24 Oras (; ) is a Philippine television news broadcasting show that premiered on GMA Network on March 15, 2004. Produced by GMA Integrated News and Public Affairs, the newscast features news reports; national weather forecasts; interviews by GMA Integrated News personalities, reporters, and correspondents covering events around the world; sports highlights; and segments such as Chika Minute (entertainment) and Kapusong Totoo (public service). 24 Oras initially featured Mel Tiangco and Mike Enriquez; the newscast's anchors changed significantly during its run.

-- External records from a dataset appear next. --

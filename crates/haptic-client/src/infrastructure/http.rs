//! The backend HTTP client.
//!
//! Three operations, all POSTs of JSON payloads:
//!
//! - register patterns → the backend base URL
//! - play a registered pattern → `/devices/pattern`
//! - play an ad-hoc encoding → `/devices/encoding`
//!
//! The backend reports outcomes through HTTP status codes, so every
//! operation returns the [`StatusCode`] as-is; a non-success status is the
//! caller's to interpret (it is logged at `warn` here). Only transport
//! failures — connection refused, timeouts, invalid URLs — are errors.
//!
//! [`reqwest::Client`] keeps a connection pool internally, so one
//! [`BackendClient`] reused across calls gets the fast path automatically.

use reqwest::StatusCode;
use serde::Serialize;
use thiserror::Error;
use tracing::{info, warn};

use crate::domain::settings::BackendSettings;
use crate::domain::wire::{
    EncodingBody, EncodingRequest, NamedPattern, PatternRequest, RegisterPacket,
};

/// Errors raised by backend requests.
#[derive(Debug, Error)]
pub enum BackendError {
    /// The request never produced an HTTP response.
    #[error("request to {url} failed: {source}")]
    Request {
        url: String,
        #[source]
        source: reqwest::Error,
    },
}

/// HTTP client bound to one backend base URL.
#[derive(Debug, Clone)]
pub struct BackendClient {
    http: reqwest::Client,
    base_url: String,
}

impl BackendClient {
    pub fn new(base_url: impl Into<String>) -> Self {
        Self {
            http: reqwest::Client::new(),
            base_url: base_url.into(),
        }
    }

    /// Client pointed at the address/port the settings resolved.
    pub fn from_settings(settings: &BackendSettings) -> Self {
        Self::new(settings.base_url())
    }

    pub fn base_url(&self) -> &str {
        &self.base_url
    }

    /// Registers `patterns` with the backend.
    ///
    /// # Errors
    ///
    /// [`BackendError::Request`] if the POST cannot be delivered.
    pub async fn register_patterns(
        &self,
        patterns: &[NamedPattern],
    ) -> Result<StatusCode, BackendError> {
        let names: Vec<&str> = patterns.iter().map(|p| p.pattern_name.as_str()).collect();
        info!("registering patterns: {}", names.join(", "));

        let packet = RegisterPacket {
            patterns: patterns.to_vec(),
        };
        self.post(self.base_url.clone(), &packet).await
    }

    /// Asks the backend to play a registered pattern.
    ///
    /// `force_now` skips the device queue and plays immediately.
    ///
    /// # Errors
    ///
    /// [`BackendError::Request`] if the POST cannot be delivered.
    pub async fn send_pattern(
        &self,
        pattern_name: &str,
        force_now: bool,
    ) -> Result<StatusCode, BackendError> {
        info!(pattern = pattern_name, force_now, "transmitting pattern");

        let request = PatternRequest {
            pattern_name: pattern_name.to_string(),
            force_now,
        };
        self.post(format!("{}/devices/pattern", self.base_url), &request)
            .await
    }

    /// Asks the backend to play an ad-hoc encoding string.
    ///
    /// # Errors
    ///
    /// [`BackendError::Request`] if the POST cannot be delivered.
    pub async fn send_encoding(
        &self,
        pattern: &str,
        force_now: bool,
    ) -> Result<StatusCode, BackendError> {
        info!(force_now, "transmitting encoding");

        let request = EncodingRequest {
            encoding: EncodingBody {
                pattern: pattern.to_string(),
                force_now,
            },
        };
        self.post(format!("{}/devices/encoding", self.base_url), &request)
            .await
    }

    async fn post<T: Serialize>(&self, url: String, body: &T) -> Result<StatusCode, BackendError> {
        let response = self
            .http
            .post(&url)
            .json(body)
            .send()
            .await
            .map_err(|source| BackendError::Request {
                url: url.clone(),
                source,
            })?;

        let status = response.status();
        if !status.is_success() {
            warn!(%status, url = %url, "backend returned a non-success status");
        }
        Ok(status)
    }
}

// ── Tests ─────────────────────────────────────────────────────────────────────
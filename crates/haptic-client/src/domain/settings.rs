//! Backend connection settings.
//!
//! [`BackendSettings`] is an attachable component: it declares its defaults
//! and binds them to the shared configuration document at construction. On a
//! first run the defaults land in the document; once a user opts in
//! (`use-config: true`) an edited address or port is restored here instead.

use haptic_core::{Attachable, AttributeSet, ConfigError, ConfigStore};

/// Default backend address prefix. The port is appended verbatim, so the
/// trailing colon matters.
pub const DEFAULT_ADDRESS: &str = "http://localhost:";

/// Default backend port.
pub const DEFAULT_PORT: i64 = 8000;

/// Where to reach the device-control backend.
#[derive(Debug, Clone)]
pub struct BackendSettings {
    attrs: AttributeSet,
}

impl BackendSettings {
    /// Namespace key in the configuration document.
    pub const IDENTITY: &'static str = "backend";

    /// Settings with code defaults, not yet attached.
    pub fn new() -> Self {
        Self {
            attrs: AttributeSet::new()
                .with("address", DEFAULT_ADDRESS)
                .with("port", DEFAULT_PORT),
        }
    }

    /// Constructs the settings and attaches them to `store`.
    ///
    /// # Errors
    ///
    /// Any [`ConfigError`] from the attach (including the save it may
    /// trigger).
    pub fn attach(store: &mut ConfigStore) -> Result<Self, ConfigError> {
        let mut settings = Self::new();
        store.attach(&mut settings)?;
        Ok(settings)
    }

    pub fn address(&self) -> &str {
        self.attrs.str("address").unwrap_or(DEFAULT_ADDRESS)
    }

    pub fn port(&self) -> i64 {
        self.attrs.int("port").unwrap_or(DEFAULT_PORT)
    }

    /// Full base URL: the address with the port appended, exactly as the
    /// backend expects it (`http://localhost:8000` by default).
    pub fn base_url(&self) -> String {
        format!("{}{}", self.address(), self.port())
    }
}

impl Default for BackendSettings {
    fn default() -> Self {
        Self::new()
    }
}

impl Attachable for BackendSettings {
    fn identity(&self) -> Option<String> {
        Some(Self::IDENTITY.to_string())
    }

    fn attributes(&self) -> &AttributeSet {
        &self.attrs
    }

    fn attributes_mut(&mut self) -> &mut AttributeSet {
        &mut self.attrs
    }
}

// ── Tests ─────────────────────────────────────────────────────────────────────
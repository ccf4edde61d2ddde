//! haptic-gif library crate.
//!
//! Batch converter from haptic pattern files to GIF animations: each pattern
//! iteration becomes one frame of a 4×6-pixel grayscale image, one pixel per
//! motor, gray level = amplitude. The point is a quick visual preview of a
//! pattern without strapping the hardware on.
//!
//! # Architecture
//!
//! ```text
//! [haptic-gif]
//!   ├── domain/          GridFrame (amplitude matrix), ConverterSettings
//!   ├── application/     Pattern → frames rendering (pure)
//!   └── infrastructure/  File reading and GIF encoding (image crate)
//! ```
//!
//! The converter is a standalone batch transform — it shares no state with
//! the backend client — but its knobs (frame rate, output directory) live in
//! the shared configuration document via [`domain::ConverterSettings`].

/// Domain layer: the frame grid and converter settings.
pub mod domain;

/// Application layer: pattern-to-frames rendering.
pub mod application;

/// Infrastructure layer: file I/O and GIF encoding.
pub mod infrastructure;

pub use application::render::render_frames;
pub use domain::grid::GridFrame;
pub use domain::settings::ConverterSettings;
pub use infrastructure::gif_writer::{convert_file, load_pattern, write_gif, ConvertError};
//! Domain layer for haptic-client.
//!
//! Pure types only: the JSON payloads the backend API accepts and the
//! attachable connection settings. Nothing in here performs I/O or touches
//! `reqwest`, which keeps the payload shapes testable in isolation.

pub mod settings;
pub mod wire;

pub use settings::BackendSettings;
pub use wire::{EncodingBody, EncodingRequest, NamedPattern, PatternRequest, RegisterPacket};
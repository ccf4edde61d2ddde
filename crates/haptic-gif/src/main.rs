//! haptic-gif — entry point.
//!
//! Converts haptic pattern files into looping GIF previews of the motor
//! grid, one frame per pattern iteration.
//!
//! # Usage
//!
//! ```text
//! haptic-gif [OPTIONS] <FILES>...
//!
//! Arguments:
//!   <FILES>...  Pattern .json files to convert
//!
//! Options:
//!   --config <PATH>  Shared configuration document [default: config.json]
//! ```
//!
//! Frame rate and output directory come from the configuration document
//! (`gif-converter.fps`, `gif-converter.output_dir`); a first run writes the
//! defaults there. A file that fails to convert is logged and does not stop
//! the batch, but the process exits nonzero if any file failed.

use std::path::PathBuf;

use anyhow::Context;
use clap::Parser;
use tracing::{error, info};
use tracing_subscriber::EnvFilter;

use haptic_core::{ConfigStore, DEFAULT_CONFIG_FILE};
use haptic_gif::{convert_file, ConverterSettings};

// ── CLI argument definitions ──────────────────────────────────────────────────

/// Convert haptic pattern files into GIF previews.
#[derive(Debug, Parser)]
#[command(
    name = "haptic-gif",
    about = "Converts pattern .json files into GIF previews of the motor grid",
    version
)]
struct Cli {
    /// Pattern `.json` files to convert.
    #[arg(required = true)]
    files: Vec<PathBuf>,

    /// Path to the shared configuration document.
    #[arg(long, default_value = DEFAULT_CONFIG_FILE, env = "HAPTIC_CONFIG")]
    config: PathBuf,
}

// ── Entry point ───────────────────────────────────────────────────────────────

fn main() -> anyhow::Result<()> {
    tracing_subscriber::fmt()
        .with_env_filter(
            EnvFilter::try_from_default_env().unwrap_or_else(|_| EnvFilter::new("info")),
        )
        .init();

    let cli = Cli::parse();

    let mut store = ConfigStore::load(&cli.config)
        .with_context(|| format!("loading configuration document {}", cli.config.display()))?;
    let settings = ConverterSettings::attach(&mut store).context("attaching converter settings")?;

    let mut failures = 0usize;
    for file in &cli.files {
        match convert_file(file, &settings) {
            Ok(output) => info!("wrote {}", output.display()),
            Err(e) => {
                error!("failed to convert {}: {e}", file.display());
                failures += 1;
            }
        }
    }

    if failures > 0 {
        anyhow::bail!("{failures} of {} file(s) failed to convert", cli.files.len());
    }
    Ok(())
}

// ── Tests ─────────────────────────────────────────────────────────────────────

Since its premiere, 24 Oras has been widely recognized as one of the network's most-trusted newscasts. It has enjoyed consistently high viewership on broadcast television, according to AGB Nielsen Philippines and Kantar Media Philippines. 24 Oras has had a significant impact on social media as a result of the COVID-19 pandemic, expanding its livestreaming to worldwide and TikTok, the first newscast to do so.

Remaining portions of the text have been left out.